THE KEY WORD HERE IS “ASSOCIATED” which simply means the drug was present in the decedent’s system. There is no mention of substances such as coffee or nicotine, both easily available drugs.
The FDA’s memo sounds like there is obvious cause for significant concern. But two Vancouver researchers who have studied kratom for years told the Straight the document’s language is unjustifiably alarmist, based on questionable research, and contradicted by many academic papers on kratom.
“The FDA is creating, essentially, public hysteria,” Paula Brown, director of the B.C. Institute of Technology’s natural health and food products research group, said in a telephone interview. “I’m very skeptical that kratom could actually be attributed as a cause of death.”
Zachary Walsh, an associate professor in UBC’s department of psychology and co-director of the Centre for the Advancement of Psychological Science and Law, expressed the same skepticism for the FDA’s findings. He took issue with the evidence on which the FDA based the conclusions presented in its memo.
According to the document, the FDA used 3-D technology to simulate how the 25 most prevalent compounds that make up kratom interact with the human brain on a molecular level.
“In effect, PHASE [Public Health Assessment via Structural Evaluation] uses the molecular structure of a substance to predict its biological function in the body,” it reads. “The platform can simulate how a substance will affect various receptors in the brain based on a product’s chemical structure and its similarity to controlled substances for which data are already available.”
Based on this method of computer modelling, the FDA says it found that kratom functions as an opioid.
If kratom acts like an opioid, it must be dangerous, right? Brown and Walsh both told the Straight that’s not necessarily true.
“When you have one computer model interacting with another computer model, I’m reluctant to call it news,” Walsh said.
“It does seem to mimic some of the activities of opioids but it doesn’t cause respiratory depression,” he continued. “It does act on some of the same pathways [as opioids] and the subjective effects are somewhat similar but way weaker [than opioids].”
“Predicting compound activity by structural modeling and theoretical comparisons has been proven to be problematic and not terribly effective,” she explained. “This is a theoretical approach and cannot be considered empirical scientific evidence. We just can’t do a good job at predicting specific activity based on chemical structure.”
“Since the early 20th century in Southeast Asia, and increasingly in the U.S., kratom has been used as an opioid substitute for pain relief, opioid withdrawal, and maintenance of abstinence from prototypic dependence-producing opioids,” Brown said.
Kratom has been used in countries such as Malaysia and Thailand for hundreds of years, and seemingly without significant problems such as widespread addiction or common overdose deaths.
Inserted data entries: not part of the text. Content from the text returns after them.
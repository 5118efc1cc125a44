//! Mesh and hierarchy construction errors.

/// Invalid parameters detected while building the quad-sphere.
///
/// All of these are configuration errors: they are reported before any
/// GPU resource is created and are never retried.
#[derive(Debug, Clone, PartialEq, thiserror::Error)]
pub enum MeshError {
    /// The cube edge length is zero, negative, or not finite.
    #[error("edge length must be positive and finite, got {0}")]
    InvalidEdgeLength(f32),

    /// The subdivision depth produces more indices or vertices than `u32` can address.
    #[error("subdivision depth {depth} overflows the 32-bit index type")]
    IndexOverflow {
        /// The requested subdivision depth.
        depth: u32,
    },

    /// The quadtree would be deeper than the mesh it partitions.
    #[error("node level {level} exceeds subdivision depth {depth}")]
    NodeLevelTooDeep {
        /// The requested node level limit.
        level: u32,
        /// The mesh subdivision depth.
        depth: u32,
    },

    /// Patch centers were requested below the finest quad level.
    #[error("attribute level {level} exceeds subdivision depth {depth}")]
    AttributeLevelTooDeep {
        /// The requested attribute level.
        level: u32,
        /// The mesh subdivision depth.
        depth: u32,
    },
}
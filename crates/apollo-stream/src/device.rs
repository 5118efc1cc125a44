//! The seams between the streams and the renderer.
//!
//! The streams never talk to a graphics API directly. They allocate and fill
//! index buffers through an [`IndexDevice`] and issue draws into a
//! [`DrawTarget`]. The wgpu backend and the headless recorder implement both.

use crate::StreamError;

/// Bytes per index (`u32`).
pub const INDEX_SIZE: u64 = std::mem::size_of::<u32>() as u64;

/// Description of an index buffer to allocate.
#[derive(Clone, Copy, Debug, PartialEq, Eq)]
pub struct IndexBufferDesc<'a> {
    pub label: &'a str,
    /// Capacity in indices.
    pub index_count: u32,
}

impl IndexBufferDesc<'_> {
    /// Capacity in bytes.
    pub fn size_bytes(&self) -> u64 {
        u64::from(self.index_count) * INDEX_SIZE
    }
}

/// Allocates index buffers and uploads index data into them.
pub trait IndexDevice {
    type Buffer;

    /// Allocate a buffer able to hold `desc.index_count` indices.
    fn create_index_buffer(&self, desc: &IndexBufferDesc<'_>) -> Result<Self::Buffer, StreamError>;

    /// Overwrite the start of `buffer` with `indices`.
    ///
    /// `indices` never exceeds the capacity the buffer was created with.
    fn write_indices(&self, buffer: &Self::Buffer, indices: &[u32]);
}

/// Receives indexed draws of quad patches.
pub trait DrawTarget<B> {
    /// Draw the first `index_count` indices of `buffer`.
    fn draw_indexed(&mut self, buffer: &B, index_count: u32);
}
//! Frame loop without a GPU.
//!
//! Buffers live in host memory and a consumer thread plays the GPU: it
//! completes each frame's fence value after a fixed latency, so the producer
//! stalls on the slot ring exactly as it would behind a slow device.

use std::error::Error;
use std::sync::Arc;
use std::thread;
use std::time::Duration;

use apollo_config::Config;
use apollo_stream::{CpuFence, FaceStreams, FrameFence, RecordingDevice, RecordingTarget};

use crate::FRAME_TIME;
use crate::camera::OrbitCamera;
use crate::report::StatsReport;

/// Time the simulated GPU spends on each frame.
const SIMULATED_LATENCY: Duration = Duration::from_millis(2);

pub fn run(config: &Config, frames: u32) -> Result<(), Box<dyn Error>> {
    let device = RecordingDevice::new();
    let fence = Arc::new(CpuFence::new());
    let mut streams = FaceStreams::new(&device, config)?;
    tracing::info!(
        vertices = streams.mesh().vertices.len(),
        indices = streams.mesh().indices.len(),
        bytes_allocated = device.bytes_allocated(),
        "headless streams ready"
    );

    let (submit_tx, submit_rx) = crossbeam_channel::unbounded::<u64>();
    let consumer = {
        let fence = Arc::clone(&fence);
        thread::Builder::new()
            .name("simulated-gpu".into())
            .spawn(move || {
                for value in submit_rx {
                    thread::sleep(SIMULATED_LATENCY);
                    fence.complete(value);
                }
            })?
    };

    let camera = OrbitCamera::from_config(config);
    let mut target = RecordingTarget::new();
    let mut report = StatsReport::new(config.debug.stats_interval_frames);

    for frame in 0..frames {
        let time = frame as f32 * FRAME_TIME;
        let stats = streams.update_visibility(&camera.frustum(time));
        streams.publish(&device, fence.as_ref());

        target.clear();
        streams.draw(&mut target);
        debug_assert_eq!(target.total_indices(), u64::from(stats.drawn_indices));

        let value = streams.end_frame(fence.as_ref());
        submit_tx.send(value)?;
        report.record(frame, &stats);
    }

    drop(submit_tx);
    consumer
        .join()
        .map_err(|_| "simulated GPU thread panicked")?;
    fence.wait_until(streams.last_signalled());

    tracing::info!(
        writes = device.writes(),
        bytes_written = device.bytes_written(),
        completed = fence.completed_value(),
        "headless device totals"
    );
    report.finish("headless");
    Ok(())
}
//! Monotonic frame fences.
//!
//! The CPU signals a new value after submitting each frame. The consumer
//! completes values in order once it has finished reading that frame's
//! buffers. Waiting on a value blocks until it is completed.

use std::sync::{Condvar, Mutex, PoisonError};

/// A monotonically increasing completion counter shared with a consumer.
pub trait FrameFence {
    /// Allocate the next fence value for the work just submitted.
    fn signal(&self) -> u64;

    /// Highest value the consumer has finished with.
    fn completed_value(&self) -> u64;

    /// Block until `completed_value() >= value`.
    fn wait_until(&self, value: u64);
}

#[derive(Debug, Default)]
struct FenceState {
    signalled: u64,
    completed: u64,
}

/// Fence completed by a CPU thread standing in for the GPU.
#[derive(Debug, Default)]
pub struct CpuFence {
    state: Mutex<FenceState>,
    completed: Condvar,
}

impl CpuFence {
    pub fn new() -> Self {
        Self::default()
    }

    /// Mark every value up to `value` as finished and wake waiters.
    ///
    /// Completing a value lower than the current one has no effect.
    pub fn complete(&self, value: u64) {
        let mut state = self.state.lock().unwrap_or_else(PoisonError::into_inner);
        if value > state.completed {
            state.completed = value;
            self.completed.notify_all();
        }
    }

    /// Highest value handed out by [`FrameFence::signal`].
    pub fn signalled_value(&self) -> u64 {
        self.state
            .lock()
            .unwrap_or_else(PoisonError::into_inner)
            .signalled
    }
}

impl FrameFence for CpuFence {
    fn signal(&self) -> u64 {
        let mut state = self.state.lock().unwrap_or_else(PoisonError::into_inner);
        state.signalled += 1;
        state.signalled
    }

    fn completed_value(&self) -> u64 {
        self.state
            .lock()
            .unwrap_or_else(PoisonError::into_inner)
            .completed
    }

    fn wait_until(&self, value: u64) {
        let state = self.state.lock().unwrap_or_else(PoisonError::into_inner);
        let _state = self
            .completed
            .wait_while(state, |s| s.completed < value)
            .unwrap_or_else(PoisonError::into_inner);
    }
}
//! Per-face owner of the static index buffer and the per-frame staging slots.

use std::ops::Range;
use std::sync::Arc;

use apollo_quadsphere::{CubeFace, CullPolicy, FaceTree, Frustum, QuadSphereMesh};

use crate::device::INDEX_SIZE;
use crate::{DrawTarget, FrameSlot, IndexBufferDesc, IndexDevice, StreamError};

#[derive(Clone, Copy, Debug, PartialEq, Eq)]
struct Published {
    slot: usize,
    index_count: u32,
}

/// Streams the visible part of one face's index range to the GPU.
///
/// Every frame the face tree is queried on the CPU, the surviving index
/// ranges are gathered into a staging list, and the list is copied into one
/// of `frames_in_flight` GPU buffers. Each buffer is sized for the whole
/// face so a fully visible face always fits.
#[derive(Debug)]
pub struct FaceStream<B> {
    tree: FaceTree,
    mesh: Arc<QuadSphereMesh>,
    full: B,
    slots: Vec<B>,
    staged: Vec<u32>,
    ranges: Vec<Range<u32>>,
    culled_quads: u32,
    published: Option<Published>,
}

impl<B> FaceStream<B> {
    /// Allocate the full-resolution buffer and the staging slots, and upload
    /// the face's static indices.
    pub fn init<D>(
        device: &D,
        mesh: Arc<QuadSphereMesh>,
        tree: FaceTree,
        frames_in_flight: usize,
    ) -> Result<Self, StreamError>
    where
        D: IndexDevice<Buffer = B>,
    {
        let face = tree.face();
        let index_count = mesh.face_index_count();

        let full_label = format!("{}-full-indices", face.name());
        let full = device.create_index_buffer(&IndexBufferDesc {
            label: &full_label,
            index_count,
        })?;
        device.write_indices(&full, mesh.face_indices(face));

        let slots = (0..frames_in_flight.max(1))
            .map(|slot| {
                let label = format!("{}-visible-indices-{slot}", face.name());
                device.create_index_buffer(&IndexBufferDesc {
                    label: &label,
                    index_count,
                })
            })
            .collect::<Result<Vec<_>, _>>()?;

        Ok(Self {
            tree,
            mesh,
            full,
            slots,
            staged: Vec::with_capacity(index_count as usize),
            ranges: Vec::new(),
            culled_quads: 0,
            published: None,
        })
    }

    pub fn face(&self) -> CubeFace {
        self.tree.face()
    }

    pub fn tree(&self) -> &FaceTree {
        &self.tree
    }

    /// Quads owned by this face.
    pub fn total_quads(&self) -> u32 {
        self.tree.root().quad_count()
    }

    /// Gather this frame's visible indices. CPU only.
    ///
    /// Returns the number of culled quads.
    pub fn update_visibility(&mut self, frustum: &Frustum, policy: CullPolicy) -> u32 {
        self.staged.clear();
        self.ranges.clear();

        let indices = &self.mesh.indices;
        let staged = &mut self.staged;
        let ranges = &mut self.ranges;
        let counts = self.tree.query(frustum, policy, |range| {
            staged.extend_from_slice(&indices[range.start as usize..range.end as usize]);
            ranges.push(range);
        });

        self.culled_quads = counts.culled_quads;
        tracing::trace!(
            face = self.face().name(),
            ranges = self.ranges.len(),
            indices = self.staged.len(),
            culled = counts.culled_quads,
            visited = counts.visited_nodes,
            "face visibility updated"
        );
        counts.culled_quads
    }

    /// Index-array ranges gathered by the last update.
    pub fn visible_ranges(&self) -> &[Range<u32>] {
        &self.ranges
    }

    /// Indices gathered by the last update.
    pub fn staged_indices(&self) -> &[u32] {
        &self.staged
    }

    pub fn staged_index_count(&self) -> u32 {
        self.staged.len() as u32
    }

    pub fn staged_bytes(&self) -> u64 {
        u64::from(self.staged_index_count()) * INDEX_SIZE
    }

    /// Quads culled by the last update.
    pub fn culled_quads(&self) -> u32 {
        self.culled_quads
    }

    /// Copy the staged list into `slot` and make it the slot to draw.
    ///
    /// With nothing staged this writes nothing and clears the published
    /// slot, so the next [`FaceStream::draw`] is skipped.
    pub fn publish<D>(&mut self, device: &D, slot: &FrameSlot)
    where
        D: IndexDevice<Buffer = B>,
    {
        if self.staged.is_empty() {
            self.published = None;
            return;
        }
        device.write_indices(&self.slots[slot.index()], &self.staged);
        self.published = Some(Published {
            slot: slot.index(),
            index_count: self.staged_index_count(),
        });
    }

    /// Draw the most recently published slot, if any.
    pub fn draw<T: DrawTarget<B> + ?Sized>(&self, target: &mut T) {
        if let Some(published) = self.published {
            target.draw_indexed(&self.slots[published.slot], published.index_count);
        }
    }

    /// Draw the whole face from the static buffer.
    pub fn draw_full<T: DrawTarget<B> + ?Sized>(&self, target: &mut T) {
        target.draw_indexed(&self.full, self.mesh.face_index_count());
    }

    /// Slot and index count of the most recent publish.
    pub fn published(&self) -> Option<(usize, u32)> {
        self.published.map(|p| (p.slot, p.index_count))
    }

    pub fn slot_count(&self) -> usize {
        self.slots.len()
    }
}
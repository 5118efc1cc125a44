//! Periodic frame statistics, logged the way an on-screen overlay shows them.

use std::time::{Duration, Instant};

use apollo_stream::FrameStats;

/// Accumulates per-frame stats and logs them every `interval` frames.
#[derive(Debug)]
pub struct StatsReport {
    interval: u32,
    started: Instant,
    frames: u64,
    culled_percent_sum: f64,
    drawn_indices_sum: u64,
}

impl StatsReport {
    /// `interval == 0` disables the periodic lines; the summary is still logged.
    pub fn new(interval: u32) -> Self {
        Self {
            interval,
            started: Instant::now(),
            frames: 0,
            culled_percent_sum: 0.0,
            drawn_indices_sum: 0,
        }
    }

    pub fn record(&mut self, frame: u32, stats: &FrameStats) {
        self.frames += 1;
        self.culled_percent_sum += f64::from(stats.culled_percent());
        self.drawn_indices_sum += u64::from(stats.drawn_indices);

        if self.interval != 0 && frame % self.interval == 0 {
            tracing::info!(
                frame,
                rendered_quads = stats.rendered_quads(),
                rendered_triangles = stats.rendered_triangles(),
                culled_quads = stats.culled_quads,
                culled_percent = format_args!("{:.1}", stats.culled_percent()),
                drawn_indices = stats.drawn_indices,
                "frame stats"
            );
        } else {
            tracing::debug!(
                frame,
                culled_quads = stats.culled_quads,
                drawn_indices = stats.drawn_indices,
                "frame stats"
            );
        }
    }

    pub fn frames(&self) -> u64 {
        self.frames
    }

    /// Mean culled percentage over all recorded frames.
    pub fn mean_culled_percent(&self) -> f64 {
        if self.frames == 0 {
            return 0.0;
        }
        self.culled_percent_sum / self.frames as f64
    }

    pub fn elapsed(&self) -> Duration {
        self.started.elapsed()
    }

    /// Log the end-of-run summary.
    pub fn finish(&self, mode: &str) {
        let elapsed = self.elapsed();
        let fps = if elapsed.is_zero() {
            0.0
        } else {
            self.frames as f64 / elapsed.as_secs_f64()
        };
        let mean_drawn = if self.frames == 0 {
            0
        } else {
            self.drawn_indices_sum / self.frames
        };
        tracing::info!(
            mode,
            frames = self.frames,
            elapsed_ms = elapsed.as_millis() as u64,
            fps = format_args!("{fps:.1}"),
            mean_culled_percent = format_args!("{:.1}", self.mean_culled_percent()),
            mean_drawn_indices = mean_drawn,
            "run finished"
        );
    }
}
“People do use it as an opioid substitute to help them cut down or reduce opioids,” he said. “We don’t yet know whether it’s effective in that way, although it’s difficult to imagine that we’d see that across different cultures and contexts if it wasn’t effective.”
A paper Walsh coauthored on kratom was published in the academic journal Drugs and Alcohol Dependence last October. The paper, a “systemic review” of existing scientific literature on kratom, presents findings very different from those of the FDA.
While the FDA’s memo states, “There is no evidence to indicate that kratom is safe or effective for any medical use,” Walsh’s paper states:
“Findings indicate that kratom has potential as a harm reduction tool in the context of problematic opioid use.”
Walsh repeatedly emphasized more study is needed. But he argued that the dangers of using kratom appear substantially lower than the FDA describes them. And given the rate at which opioid addictions are killing people across North America, if kratom does work for some people as an opioid substitute, the plant’s potential benefits outweigh the known risks.
“I don’t think it’s going to be the answer to the opioid epidemic,” Walsh said. “But if it helps a little, that helps a lot.”